Cash Flow Lessons from The Profit: Flex Watches

This week we are back to business (no more personal drama)! I didn’t quite get the financial-number-crunching fix that I wanted, but this was a great episode. The case of Flex Watches will teach you more about marketing, though, than cash flow. But it did provide me with a huge cash flow Ah-Ha. Watch or read below for the lessons learned.

The Facts

  • The business started in 2010 and is based in Los Angeles
  • Top-level earning numbers are below. Unfortunately, we didn’t get all the numbers for all the years.
  • Year 2011 (launch year): $500K gross sales, $129K gross profit
  • Year 2012: $979K gross sales
  • Year 2013: $436K gross sales, net loss $200K
  • Year 2014: $311K gross sales, net loss $87K
  • Year 2015: $279K gross sales, net loss $34K
  • Current debt $71K
  • Marcus Lemonis says, “I’m a firm believer that numbers don’t lie,” and he believes the drop in sales from 2012 to 2013 was due to a product redesign and price point change at the request of a retailer that carried their watches.
  • Before the product and price point change, the watches cost $5 to make and sold for $35. That’s a 15% COGS and 85% profit margin, which is great.

Analysis

  • The first year’s gross profit of $129K means 75% of revenue was used in direct costs or cost of goods sold. This is too high and not sustainable. However, because it was their first year in business, this is understandable.
  • Gross sales fell more than 50% from 2012 to 2013 due to a product redesign and price point change and the sales never recovered.
  • The numbers show that they were profitable in 2012 and that they generated cash. We know this because over the next three years, they lost $320K but they are only $71K in debt. They used the cash in year 2012 to cover the losses.

Lessons Learned

  • This is a classic, “If it ain’t broke, don’t fix it.” When you have a business model that generates close to $1M in cash and is profitable, don’t completely change it.
  • We can question the decision entirely of changing the business model. However, assuming there were good reasons to do so, they should have used some of this extra cash to test market the new product and new price points before going all in. They should have used the remaining cash to invest in the current, profitable business model by expanding sales and increasing margins.
  • Remember, in the DiLascia California T-Shirt company, Marcus said it was “wreckless” to turn every idea you have into a product. When Flex Watches did this, they in fact wrecked their business.
  • And now .. for the big Ah-Ha. Cash flow is a tool, it is not your reward. It is not something to play with. You have to understand the difference between cash flow and profit on a conceptual basis and in your business. If you treat extra cash as a reward or as gambling money for a new business idea, you will waste it and miss out on the opportunities it provides to expand sales, scale your business and increase your profits.

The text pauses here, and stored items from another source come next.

//! Single-flight credential refresh coordination.
//!
//! A [`RefreshCoordinator`] holds the refresh state for one gateway (or for a group of
//! gateways sharing it): whether a refresh is in flight and which requests are waiting on it.
//! [`RefreshCoordinator::join`] decides, under one synchronous lock, whether the caller
//! becomes the refresh *leader* or a queued *waiter*, so two requests can never both start
//! a refresh regardless of the executor's threading model.
//!
//! Tickets clean up after themselves. A leader dropped before [`LeaderTicket::finish`]
//! releases every waiter with [`Error::RefreshAbandoned`], and a waiter dropped before it
//! is resolved (timeout, abort) removes itself from the queue.

mod metrics;

pub use metrics::RefreshMetrics;

// std
use std::mem;
// crates.io
use tokio::sync::oneshot;
// self
use crate::_prelude::*;

/// Result delivered to every request waiting on a refresh.
pub type RefreshOutcome = Result<(), Arc<Error>>;

/// Shared refresh state: the single-flight flag and the waiter queue.
#[derive(Debug, Default)]
pub struct RefreshCoordinator {
	state: Mutex<RefreshState>,
}
impl RefreshCoordinator {
	/// Creates an idle coordinator.
	pub fn new() -> Self {
		Self::default()
	}

	/// Returns `true` while a refresh call is in flight.
	pub fn is_refreshing(&self) -> bool {
		self.state.lock().refreshing
	}

	/// Returns the number of requests queued behind the in-flight refresh.
	pub fn pending_waiters(&self) -> usize {
		self.state.lock().waiters.len()
	}

	/// Joins the current refresh burst.
	///
	/// Returns a [`LeaderTicket`] when no refresh is in flight (the caller must perform it),
	/// otherwise enqueues the caller and returns a [`WaiterTicket`].
	pub fn join(&self) -> RefreshTicket<'_> {
		let mut state = self.state.lock();

		if state.refreshing {
			let id = state.next_waiter;
			let (tx, rx) = oneshot::channel();

			state.next_waiter = state.next_waiter.wrapping_add(1);
			state.waiters.push_back(Waiter { id, tx });

			RefreshTicket::Waiter(WaiterTicket { coordinator: self, id, rx, settled: false })
		} else {
			state.refreshing = true;

			RefreshTicket::Leader(LeaderTicket { coordinator: self, finished: false })
		}
	}

	fn release(&self, outcome: RefreshOutcome) -> usize {
		let waiters = {
			let mut state = self.state.lock();

			state.refreshing = false;

			mem::take(&mut state.waiters)
		};
		let released = waiters.len();

		for waiter in waiters {
			// The receiver may be gone if its request was cancelled after the queue was drained.
			let _ = waiter.tx.send(outcome.clone());
		}

		released
	}

	fn forget(&self, id: u64) {
		self.state.lock().waiters.retain(|waiter| waiter.id != id);
	}
}

#[derive(Debug, Default)]
struct RefreshState {
	refreshing: bool,
	waiters: VecDeque<Waiter>,
	next_waiter: u64,
}

#[derive(Debug)]
struct Waiter {
	id: u64,
	tx: oneshot::Sender<RefreshOutcome>,
}

/// Role assigned by [`RefreshCoordinator::join`].
#[derive(Debug)]
#[must_use]
pub enum RefreshTicket<'a> {
	/// The caller owns the refresh call.
	Leader(LeaderTicket<'a>),
	/// The caller waits for another request's refresh.
	Waiter(WaiterTicket<'a>),
}

/// Ownership of the in-flight refresh.
#[derive(Debug)]
#[must_use]
pub struct LeaderTicket<'a> {
	coordinator: &'a RefreshCoordinator,
	finished: bool,
}
impl LeaderTicket<'_> {
	/// Ends the refresh and delivers `outcome` to every waiter in enqueue order.
	///
	/// Returns the number of waiters released.
	pub fn finish(mut self, outcome: RefreshOutcome) -> usize {
		self.finished = true;

		self.coordinator.release(outcome)
	}
}
impl Drop for LeaderTicket<'_> {
	fn drop(&mut self) {
		if !self.finished {
			self.coordinator.release(Err(Arc::new(Error::RefreshAbandoned)));
		}
	}
}

/// Queued position behind an in-flight refresh.
#[derive(Debug)]
#[must_use]
pub struct WaiterTicket<'a> {
	coordinator: &'a RefreshCoordinator,
	id: u64,
	rx: oneshot::Receiver<RefreshOutcome>,
	settled: bool,
}
impl WaiterTicket<'_> {
	/// Suspends until the leader finishes (or is dropped).
	pub async fn wait(mut self) -> RefreshOutcome {
		let outcome =
			(&mut self.rx).await.unwrap_or_else(|_| Err(Arc::new(Error::RefreshAbandoned)));

		self.settled = true;

		outcome
	}
}
impl Drop for WaiterTicket<'_> {
	fn drop(&mut self) {
		if !self.settled {
			self.coordinator.forget(self.id);
		}
	}
}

Join me next week for another blog post of The Profit. At this writing, I could not determine what company will be showcased, but I hope we get a lot of numbers!

Please note: The assumptions and opinions here are for teaching purposes only. I in no way mean to insult or throw shadow on anyone’s character or business acumen. I understand that very limited facts are presented in the TV show, and I’m aware that there’s always more to the story.